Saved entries
○ ○ ○ ○ ○ ○ ○
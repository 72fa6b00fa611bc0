//! The execution core of a WAM-based logic-programming runtime: tagged
//! machine words, structural unification, trail-based backtracking with
//! choice points and cut, and first-argument indexing.
//!
//! The crate is the innermost layer of such a runtime. Compilation, code
//! and symbol management, arithmetic, constraint solving and garbage
//! collection are external collaborators reached through opaque handles
//! ([`types::Atom`], [`types::CodePtr`]) and traits ([`machine::FdSolver`],
//! [`machine::gc::CollectorHooks`]).

#[macro_use]
extern crate static_assertions;

pub mod indexing;
pub mod machine;
pub mod types;

pub use crate::indexing::SwitchTable;
pub use crate::machine::config::MachineConfig;
pub use crate::machine::gc::CollectorHooks;
pub use crate::machine::machine_errors::{MachineResult, ResourceError};
pub use crate::machine::{FdSolver, MachineMode, MachineState};
pub use crate::types::{Addr, Atom, CodePtr, FunctorArity, Tag, Word};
○ ○ ○ ○ ○ ○ ○
• [ACTION ITEM]: From the line holding "extern crate static_assertions;" to the final line of the data, output each line exactly and nothing more.

• [REPLY TO THE EXERCISE]:
extern crate static_assertions;

pub mod indexing;
pub mod machine;
pub mod types;

pub use crate::indexing::SwitchTable;
pub use crate::machine::config::MachineConfig;
pub use crate::machine::gc::CollectorHooks;
pub use crate::machine::machine_errors::{MachineResult, ResourceError};
pub use crate::machine::{FdSolver, MachineMode, MachineState};
pub use crate::types::{Addr, Atom, CodePtr, FunctorArity, Tag, Word};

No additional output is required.